The pivotal moment in Wong Howe’s early career came when he was called to shoot stills of Mary Miles Minter for Charles Maigne’s Drums of Fate (1923), a silent drama that has since been lost. At the time, studios were shooting with orthographic film, which tends to read blue as white, sinking blue-eyed actors into the silent era’s version of the uncanny valley. Wong Howe had Minter look at a black velvet curtain behind him, and the reflection gave her eyes a more natural hue. He used the same trick for all her close-ups. “The word went around at cocktail parties that Mary Miles Minter had imported herself an Oriental cameraman, who hid behind a velvet curtain and magically made her eyes turn dark,” Wong Howe said. “After that, I was never out of work.”
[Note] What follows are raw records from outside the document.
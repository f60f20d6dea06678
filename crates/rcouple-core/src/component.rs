//! The model-interface contract implemented by every pluggable component.
//!
//! A component is an independently steppable simulation with its own clock and a set of
//! named variables. The coupling engine only ever talks to components through
//! [`Component`]; concrete engines are selected at configuration time through the `type`
//! tag of their configuration file.

use crate::errors::{CouplerError, CouplerResult};
use crate::grid::{Axis, GridType, UniformGrid};
use crate::time::{ensure_not_past_end, plan_steps, StepPlan, Time};
use crate::value::{Value, VarType};
use std::fmt::{Debug, Display};
use std::fs;
use std::path::Path;
use std::str::FromStr;

/// A simulation component
///
/// Lifecycle: [`configure`](Component::configure) once with the path to the component's own
/// configuration, [`initialize`](Component::initialize) once, then any number of
/// [`update`](Component::update) calls and finally [`finalize`](Component::finalize).
///
/// Variables are addressed by their local (unqualified) name.
/// Metadata about a variable's element type and size is derived from its current value
/// unless a component overrides the accessors.
#[typetag::serde(tag = "type")]
pub trait Component: Debug + Send + Sync {
    /// Apply the configuration stored at `config_path`
    fn configure(&mut self, config_path: &Path) -> CouplerResult<()>;

    /// Prepare the initial state so that outputs hold their step-0 values
    fn initialize(&mut self) -> CouplerResult<()>;

    /// Advance the component by a single time step
    fn update(&mut self) -> CouplerResult<()>;

    /// Advance (or rewind a single step) to `time`
    ///
    /// The target must be a whole number of steps away from the current time and must not
    /// lie past the end time.
    fn update_until(&mut self, time: Time) -> CouplerResult<()> {
        let current = self.current_time();
        let time_step = self.time_step();
        ensure_not_past_end(time, self.end_time(), time_step)?;
        match plan_steps(current, time, time_step)? {
            StepPlan::Stay => Ok(()),
            StepPlan::Forward(steps) => {
                for _ in 0..steps {
                    self.update()?;
                }
                Ok(())
            }
            StepPlan::Rewind(1) => self.resume_state(),
            StepPlan::Rewind(_) => Err(CouplerError::RewindTooFar {
                current,
                target: time,
                time_step,
            }),
        }
    }

    /// Advance by a fraction of a time step
    fn update_frac(&mut self, _fraction: f64) -> CouplerResult<()> {
        Err(CouplerError::Unsupported("update_frac"))
    }

    /// Restore the in-memory checkpoint taken before the most recent update
    fn resume_state(&mut self) -> CouplerResult<()>;

    /// Write the complete internal state to files in `directory`
    fn save_state(&self, directory: &Path) -> CouplerResult<()>;

    /// Read the internal state from the files written by [`Component::save_state`]
    fn load_state(&mut self, directory: &Path) -> CouplerResult<()>;

    fn finalize(&mut self) -> CouplerResult<()>;

    /// Name the component reports for itself
    fn component_name(&self) -> &str;

    fn input_var_names(&self) -> Vec<String>;

    fn output_var_names(&self) -> Vec<String>;

    /// Names of the string valued configuration attributes, as `section:option`
    fn attribute_names(&self) -> Vec<String> {
        vec![]
    }

    fn get_attribute_value(&self, name: &str) -> CouplerResult<String> {
        Err(CouplerError::UnknownAttribute {
            component: self.component_name().to_string(),
            attribute: name.to_string(),
        })
    }

    fn set_attribute_value(&mut self, name: &str, _value: &str) -> CouplerResult<()> {
        Err(CouplerError::UnknownAttribute {
            component: self.component_name().to_string(),
            attribute: name.to_string(),
        })
    }

    fn get_value(&self, name: &str) -> CouplerResult<Value>;

    fn set_value(&mut self, name: &str, value: &Value) -> CouplerResult<()>;

    fn get_value_at_indices(&self, name: &str, indices: &[Vec<usize>]) -> CouplerResult<Value> {
        self.get_value(name)?.at_indices(indices)
    }

    fn set_value_at_indices(
        &mut self,
        name: &str,
        indices: &[Vec<usize>],
        source: &Value,
    ) -> CouplerResult<()> {
        let mut value = self.get_value(name)?;
        value.set_at_indices(indices, source)?;
        self.set_value(name, &value)
    }

    fn var_type(&self, name: &str) -> CouplerResult<VarType> {
        Ok(self.get_value(name)?.var_type())
    }

    fn var_rank(&self, name: &str) -> CouplerResult<usize> {
        Ok(self.get_value(name)?.rank())
    }

    fn var_size(&self, name: &str) -> CouplerResult<usize> {
        Ok(self.get_value(name)?.size())
    }

    fn var_nbytes(&self, name: &str) -> CouplerResult<usize> {
        Ok(self.get_value(name)?.nbytes())
    }

    fn var_units(&self, name: &str) -> CouplerResult<String>;

    /// The uniform grid a variable is defined on
    fn grid(&self, _name: &str) -> CouplerResult<&UniformGrid> {
        Err(CouplerError::Unsupported("grid"))
    }

    fn grid_type(&self, name: &str) -> CouplerResult<GridType> {
        Ok(self.grid(name)?.grid_type())
    }

    fn grid_shape(&self, name: &str) -> CouplerResult<Vec<usize>> {
        Ok(self.grid(name)?.shape().to_vec())
    }

    fn grid_spacing(&self, name: &str) -> CouplerResult<Vec<f64>> {
        Ok(self.grid(name)?.spacing().to_vec())
    }

    fn grid_origin(&self, name: &str) -> CouplerResult<Vec<f64>> {
        Ok(self.grid(name)?.origin().to_vec())
    }

    fn grid_x(&self, name: &str) -> CouplerResult<Vec<f64>> {
        self.grid(name)?.coordinates(Axis::X)
    }

    fn grid_y(&self, name: &str) -> CouplerResult<Vec<f64>> {
        self.grid(name)?.coordinates(Axis::Y)
    }

    fn grid_z(&self, name: &str) -> CouplerResult<Vec<f64>> {
        self.grid(name)?.coordinates(Axis::Z)
    }

    fn grid_connectivity(&self, _name: &str) -> CouplerResult<Vec<usize>> {
        Err(CouplerError::Unsupported("grid_connectivity"))
    }

    fn grid_offset(&self, _name: &str) -> CouplerResult<Vec<usize>> {
        Err(CouplerError::Unsupported("grid_offset"))
    }

    fn start_time(&self) -> Time;

    fn end_time(&self) -> Time;

    fn current_time(&self) -> Time;

    fn time_step(&self) -> Time;

    fn time_units(&self) -> String;

    fn set_start_time(&mut self, _time: Time) -> CouplerResult<()> {
        Err(CouplerError::Unsupported("set_start_time"))
    }

    fn set_end_time(&mut self, _time: Time) -> CouplerResult<()> {
        Err(CouplerError::Unsupported("set_end_time"))
    }
}

/// Parse the string form of a numeric attribute
pub fn parse_attribute<T>(attribute: &str, value: &str) -> CouplerResult<T>
where
    T: FromStr,
    T::Err: Display,
{
    value
        .trim()
        .parse()
        .map_err(|e: T::Err| CouplerError::InvalidAttributeValue {
            attribute: attribute.to_string(),
            value: value.to_string(),
            details: e.to_string(),
        })
}

/// Creates component instances for the ids found in a composite configuration
///
/// Any `Fn(&str, &Path) -> CouplerResult<Box<dyn Component>>` closure is a factory.
pub trait ComponentFactory {
    fn create(&self, id: &str, config_path: &Path) -> CouplerResult<Box<dyn Component>>;
}

impl<F> ComponentFactory for F
where
    F: Fn(&str, &Path) -> CouplerResult<Box<dyn Component>>,
{
    fn create(&self, id: &str, config_path: &Path) -> CouplerResult<Box<dyn Component>> {
        self(id, config_path)
    }
}

/// Builds components from their TOML configuration files
///
/// The `type` key selects the implementation, the remaining keys are its settings:
///
/// ```toml
/// type = "BucketModel"
/// name = "land"
/// ```
#[derive(Debug, Clone, Copy, Default)]
pub struct TomlComponentFactory;

impl ComponentFactory for TomlComponentFactory {
    fn create(&self, _id: &str, config_path: &Path) -> CouplerResult<Box<dyn Component>> {
        load_component(config_path)
    }
}

/// Deserialize a component from a TOML configuration file
pub fn load_component(config_path: &Path) -> CouplerResult<Box<dyn Component>> {
    let contents = fs::read_to_string(config_path).map_err(|source| CouplerError::Io {
        path: config_path.to_path_buf(),
        source,
    })?;
    toml::from_str::<Box<dyn Component>>(&contents).map_err(|e| CouplerError::Config {
        path: config_path.to_path_buf(),
        details: e.to_string(),
    })
}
Wong Howe won his first Oscar for his work on Daniel Mann’s The Rose Tattoo (1955), starring Anna Magnani and Burt Lancaster, and it was Lancaster who insisted that Wong Howe shoot Alexander Mackendrick’s Sweet Smell of Success (1957). Written by Clifford Odets and Ernest Lehman, the noirish story of a Broadway gossip columnist and a press agent trying to play each other is known for its rat-a-tat dialogue (“Match me, Sydney”), but Paul Cronin suggests giving it another watch with the sound off. “Assisted in no small part by cinematographer James Wong Howe’s crisp, glistening, high-contrast location photography, his low-angled, smoke-filled framing and technique of washing the walls ‘with oil to get the glitter,’ Mackendrick understood how much of the storytelling’s heavy lifting could be done with blocking, costumes, lighting, props, and the camera,” wrote Cronin in 2011.

Working with Martin Ritt on Hud (1963), Wong Howe won his second Oscar, and as Nicolas Rapold notes in the Financial Times, he “later spoke of lighting each actor to channel their ‘inner quality,’ including Melvyn Douglas’s weathered patriarch, somber in shadow. Paul Newman rarely looked better than here as the brash, handsome lady-killer Hud, swaggering and leaning in Wong Howe’s compositions.”

Wong Howe’s work on John Frankenheimer’s Seconds (1966), the story of a middle-aged banker who fakes his own death and takes on a new identity, is a virtual showcase of his inventive versatility. “Body-mounted cameras and headache-inducing wide-angle lenses show the perspective of a man (John Randolph, looking like a miserable Jacques Tati) who is full of regret and uncomfortable in his own skin,” writes Rapold. “When he becomes a new person (Rock Hudson), Wong Howe shoots scenes of a beach-house party and a proto-hippie Bacchanalia with mobile camerawork that suggests reckless abandon.” Rapold wraps his survey of an illustrious career with a word from renowned British cinematographer Roger Deakins: “With all of our modern technology there is no one who can match James Wong Howe’s ability to control light in the service of the story.”